>>>>>
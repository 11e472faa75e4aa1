//! HTTP crawl client
//!
//! Sends crawl requests to the service as JSON and classifies failures:
//! - transport errors and timeouts
//! - non-success HTTP statuses
//! - bodies that do not decode as a crawl result

use crate::client::{CrawlResult, CrawlService};
use crate::config::ServiceConfig;
use crate::request::CrawlRequest;
use crate::ExternalCallError;
use reqwest::Client;
use std::time::Duration;

/// Path of the crawl endpoint below the service base URL
pub const CRAWL_PATH: &str = "/api/v1/crawl";

/// Builds an HTTP client for talking to the crawl service
///
/// # Arguments
///
/// * `config` - The crawl service configuration
///
/// # Returns
///
/// * `Ok(Client)` - Successfully built HTTP client
/// * `Err(reqwest::Error)` - Failed to build client
pub fn build_http_client(config: &ServiceConfig) -> Result<Client, reqwest::Error> {
    let user_agent = format!("crawl-studio/{}", env!("CARGO_PKG_VERSION"));

    Client::builder()
        .user_agent(user_agent)
        .timeout(Duration::from_secs(config.timeout_secs))
        .connect_timeout(Duration::from_secs(10))
        .build()
}

/// Crawl service reached over HTTP
#[derive(Debug, Clone)]
pub struct HttpCrawlClient {
    client: Client,
    endpoint: String,
}

impl HttpCrawlClient {
    /// Creates a client for the configured service
    pub fn new(config: &ServiceConfig) -> crate::Result<Self> {
        Ok(Self::with_client(build_http_client(config)?, &config.endpoint))
    }

    /// Creates a client reusing an existing reqwest client
    pub fn with_client(client: Client, base_url: &str) -> Self {
        let endpoint = format!("{}{}", base_url.trim_end_matches('/'), CRAWL_PATH);
        Self { client, endpoint }
    }

    /// Full URL of the crawl endpoint
    pub fn endpoint(&self) -> &str {
        &self.endpoint
    }

    async fn send(&self, request: &CrawlRequest) -> Result<CrawlResult, ExternalCallError> {
        tracing::debug!("POST {} for {}", self.endpoint, request.url);

        let response = self
            .client
            .post(&self.endpoint)
            .json(request)
            .send()
            .await
            .map_err(|e| self.classify(e))?;

        let status = response.status();
        if !status.is_success() {
            return Err(ExternalCallError::Status {
                url: self.endpoint.clone(),
                status: status.as_u16(),
            });
        }

        let body = response.text().await.map_err(|e| self.classify(e))?;

        serde_json::from_str(&body).map_err(|e| ExternalCallError::Malformed {
            url: self.endpoint.clone(),
            message: e.to_string(),
        })
    }

    fn classify(&self, error: reqwest::Error) -> ExternalCallError {
        if error.is_timeout() {
            ExternalCallError::Timeout {
                url: self.endpoint.clone(),
            }
        } else {
            ExternalCallError::Http {
                url: self.endpoint.clone(),
                source: error,
            }
        }
    }
}

impl CrawlService for HttpCrawlClient {
    async fn crawl(&self, request: &CrawlRequest) -> Result<CrawlResult, ExternalCallError> {
        self.send(request).await
    }
}
//! Integration tests for the session layer
//!
//! These tests use wiremock to stand in for the crawl service and a
//! temporary SQLite database for history, and drive full crawl cycles.

use crawl_studio::client::HttpCrawlClient;
use crawl_studio::config::ServiceConfig;
use crawl_studio::history::{open_history, HistoryCache, SqliteStore};
use crawl_studio::schema::FieldDraft;
use crawl_studio::session::{Editor, FailureKind, SessionController, SessionState};
use crawl_studio::view::ViewMode;
use crawl_studio::RequestDefaults;
use serde_json::json;
use std::sync::Arc;
use tempfile::TempDir;
use wiremock::matchers::{body_partial_json, method, path};
use wiremock::{Mock, MockServer, ResponseTemplate};

/// Builds a controller talking to `server` with history in `dir`
fn create_controller(
    server: &MockServer,
    dir: &TempDir,
) -> SessionController<HttpCrawlClient, SqliteStore> {
    let config = ServiceConfig {
        endpoint: server.uri(),
        timeout_secs: 5,
    };
    let client = HttpCrawlClient::new(&config).expect("Failed to build client");
    let history = open_history(&dir.path().join("history.db")).expect("Failed to open history");
    SessionController::new(client, Arc::new(history))
}

fn editor(url: &str, instruction: &str) -> Editor {
    let mut editor = Editor::new(RequestDefaults::default());
    editor.url = url.to_string();
    editor.instruction = instruction.to_string();
    editor
}

#[tokio::test]
async fn test_plain_crawl_end_to_end() {
    let mock_server = MockServer::start().await;
    let dir = tempfile::tempdir().unwrap();

    Mock::given(method("POST"))
        .and(path("/api/v1/crawl"))
        .and(body_partial_json(json!({
            "url": "https://example.com",
            "screenshot": true,
            "bypass_cache": true,
            "smart_mode": true,
            "word_count_threshold": 10
        })))
        .respond_with(ResponseTemplate::new(200).set_body_json(json!({
            "success": true,
            "markdown": "# Hello"
        })))
        .expect(1)
        .mount(&mock_server)
        .await;

    let mut controller = create_controller(&mock_server, &dir);
    let request = editor("https://example.com", "").compose().unwrap();
    assert_eq!(request.instruction, None);

    controller.submit(request).await.unwrap();

    assert!(matches!(controller.state(), SessionState::Succeeded(_)));
    assert_eq!(controller.history().list().await.len(), 1);
    assert_eq!(controller.view_mode(), Some(ViewMode::Raw));
    assert_eq!(controller.displayed_content().as_deref(), Some("# Hello"));
}

#[tokio::test]
async fn test_instruction_crawl_defaults_to_structured() {
    let mock_server = MockServer::start().await;
    let dir = tempfile::tempdir().unwrap();

    Mock::given(method("POST"))
        .and(path("/api/v1/crawl"))
        .and(body_partial_json(json!({ "instruction": "List all prices" })))
        .respond_with(ResponseTemplate::new(200).set_body_json(json!({
            "success": true,
            "markdown": "",
            "metadata": { "prices": [1, 2] }
        })))
        .mount(&mock_server)
        .await;

    let mut controller = create_controller(&mock_server, &dir);
    let request = editor("https://example.com", "List all prices").compose().unwrap();
    controller.submit(request).await.unwrap();

    assert_eq!(controller.view_mode(), Some(ViewMode::Structured));

    let shown: serde_json::Value =
        serde_json::from_str(&controller.displayed_content().unwrap()).unwrap();
    assert_eq!(shown["metadata"]["prices"], json!([1, 2]));
}

#[tokio::test]
async fn test_schema_is_sent_with_request() {
    let mock_server = MockServer::start().await;
    let dir = tempfile::tempdir().unwrap();

    Mock::given(method("POST"))
        .and(path("/api/v1/crawl"))
        .and(body_partial_json(json!({
            "extraction_schema": {
                "name": "Custom Extraction",
                "baseSelector": "body",
                "fields": [
                    { "name": "title", "selector": "h1", "type": "text" },
                    { "name": "link", "selector": "a", "type": "attribute" }
                ]
            }
        })))
        .respond_with(ResponseTemplate::new(200).set_body_json(json!({
            "success": true,
            "markdown": "# Title",
            "extracted_content": [{ "title": "Title", "link": "/next" }]
        })))
        .expect(1)
        .mount(&mock_server)
        .await;

    let mut controller = create_controller(&mock_server, &dir);
    let mut editor = editor("https://example.com", "");
    editor.schema.push_field(FieldDraft::parse("title", "h1", "").unwrap());
    editor.schema.push_field(FieldDraft::parse("link", "a", "attr").unwrap());

    controller.submit(editor.compose().unwrap()).await.unwrap();
    controller.set_view_mode(ViewMode::Structured);

    let shown: serde_json::Value =
        serde_json::from_str(&controller.displayed_content().unwrap()).unwrap();
    assert_eq!(shown[0]["link"], "/next");

    let entries = controller.history().list().await;
    let stored_schema = entries[0].request_options.extraction_schema.as_ref().unwrap();
    assert_eq!(stored_schema.fields.len(), 2);
}

#[tokio::test]
async fn test_reported_failure_is_not_saved() {
    let mock_server = MockServer::start().await;
    let dir = tempfile::tempdir().unwrap();

    Mock::given(method("POST"))
        .and(path("/api/v1/crawl"))
        .respond_with(ResponseTemplate::new(200).set_body_json(json!({
            "success": false,
            "markdown": "",
            "metadata": {},
            "error_message": "net::ERR_NAME_NOT_RESOLVED"
        })))
        .mount(&mock_server)
        .await;

    let mut controller = create_controller(&mock_server, &dir);
    let request = editor("https://nowhere.invalid", "").compose().unwrap();
    let state = controller.submit(request).await.unwrap();

    let failure = state.failure().expect("Expected failed state");
    assert_eq!(failure.kind, FailureKind::Crawl);
    assert_eq!(failure.message, "net::ERR_NAME_NOT_RESOLVED");
    assert!(controller.history().list().await.is_empty());
}

#[tokio::test]
async fn test_server_error_fails_attempt() {
    let mock_server = MockServer::start().await;
    let dir = tempfile::tempdir().unwrap();

    Mock::given(method("POST"))
        .and(path("/api/v1/crawl"))
        .respond_with(ResponseTemplate::new(500))
        .mount(&mock_server)
        .await;

    let mut controller = create_controller(&mock_server, &dir);
    let request = editor("https://example.com", "").compose().unwrap();
    controller.submit(request).await.unwrap();

    let failure = controller.state().failure().expect("Expected failed state");
    assert_eq!(failure.kind, FailureKind::External);
    assert!(failure.message.contains("500"));
    assert!(controller.history().list().await.is_empty());
}

#[tokio::test]
async fn test_malformed_envelope_fails_attempt() {
    let mock_server = MockServer::start().await;
    let dir = tempfile::tempdir().unwrap();

    Mock::given(method("POST"))
        .and(path("/api/v1/crawl"))
        .respond_with(ResponseTemplate::new(200).set_body_string("<html>gateway</html>"))
        .mount(&mock_server)
        .await;

    let mut controller = create_controller(&mock_server, &dir);
    let request = editor("https://example.com", "").compose().unwrap();
    controller.submit(request).await.unwrap();

    let failure = controller.state().failure().expect("Expected failed state");
    assert_eq!(failure.kind, FailureKind::External);
    assert!(failure.message.contains("Malformed"));
}

#[tokio::test]
async fn test_recovers_after_failure() {
    let mock_server = MockServer::start().await;
    let dir = tempfile::tempdir().unwrap();

    Mock::given(method("POST"))
        .and(path("/api/v1/crawl"))
        .and(body_partial_json(json!({ "url": "https://down.example.com" })))
        .respond_with(ResponseTemplate::new(503))
        .mount(&mock_server)
        .await;

    Mock::given(method("POST"))
        .and(path("/api/v1/crawl"))
        .and(body_partial_json(json!({ "url": "https://up.example.com" })))
        .respond_with(ResponseTemplate::new(200).set_body_json(json!({
            "success": true,
            "markdown": "up"
        })))
        .mount(&mock_server)
        .await;

    let mut controller = create_controller(&mock_server, &dir);

    let down = editor("https://down.example.com", "").compose().unwrap();
    controller.submit(down).await.unwrap();
    assert!(controller.state().failure().is_some());

    let up = editor("https://up.example.com", "").compose().unwrap();
    controller.submit(up).await.unwrap();
    assert_eq!(controller.displayed_content().as_deref(), Some("up"));
    assert_eq!(controller.history().list().await.len(), 1);
}

#[tokio::test]
async fn test_history_survives_reopen_and_restores_editor() {
    let mock_server = MockServer::start().await;
    let dir = tempfile::tempdir().unwrap();

    Mock::given(method("POST"))
        .and(path("/api/v1/crawl"))
        .respond_with(ResponseTemplate::new(200).set_body_json(json!({
            "success": true,
            "markdown": "# Shop",
            "screenshot_base64": "iVBORw0KGgo="
        })))
        .mount(&mock_server)
        .await;

    let mut original = editor("https://shop.example.com", "List all prices");
    original.overrides.word_count_threshold = Some(3);
    original.overrides.screenshot = Some(false);
    let request = original.compose().unwrap();

    {
        let mut controller = create_controller(&mock_server, &dir);
        controller.submit(request.clone()).await.unwrap();
    }

    let history: HistoryCache<SqliteStore> =
        open_history(&dir.path().join("history.db")).unwrap();
    let entries = history.list().await;
    assert_eq!(entries.len(), 1);

    let entry = &entries[0];
    assert_eq!(entry.url, "https://shop.example.com");
    assert_eq!(
        entry.result.screenshot_data_uri().as_deref(),
        Some("data:image/png;base64,iVBORw0KGgo=")
    );

    let mut restored = Editor::new(RequestDefaults::default());
    restored.load_entry(entry);
    assert_eq!(restored.compose().unwrap(), request);

    let mut controller = create_controller(&mock_server, &dir);
    controller.select_entry(entry);
    assert_eq!(controller.view_mode(), Some(ViewMode::Structured));
    assert_eq!(controller.active_entry_id(), Some(entry.id.as_str()));
}

#[tokio::test]
async fn test_history_capped_at_twenty() {
    let mock_server = MockServer::start().await;
    let dir = tempfile::tempdir().unwrap();

    Mock::given(method("POST"))
        .and(path("/api/v1/crawl"))
        .respond_with(ResponseTemplate::new(200).set_body_json(json!({
            "success": true,
            "markdown": "ok"
        })))
        .mount(&mock_server)
        .await;

    let mut controller = create_controller(&mock_server, &dir);
    for i in 1..=21 {
        let request = editor(&format!("https://example.com/{}", i), "").compose().unwrap();
        controller.submit(request).await.unwrap();
    }

    let entries = controller.history().list().await;
    assert_eq!(entries.len(), 20);
    assert_eq!(entries[0].url, "https://example.com/21");
    assert_eq!(entries[19].url, "https://example.com/2");
    assert_eq!(controller.active_entry_id(), Some(entries[0].id.as_str()));

    controller.clear_history().await.unwrap();
    assert!(controller.history().list().await.is_empty());
}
<<<<<
Your goal — Among the lines of the records, copy out each one that contains the word "expect".

Answer —
    let client = HttpCrawlClient::new(&config).expect("Failed to build client");
    let history = open_history(&dir.path().join("history.db")).expect("Failed to open history");
        .expect(1)
        .expect(1)
    let failure = state.failure().expect("Expected failed state");
    let failure = controller.state().failure().expect("Expected failed state");
    let failure = controller.state().failure().expect("Expected failed state");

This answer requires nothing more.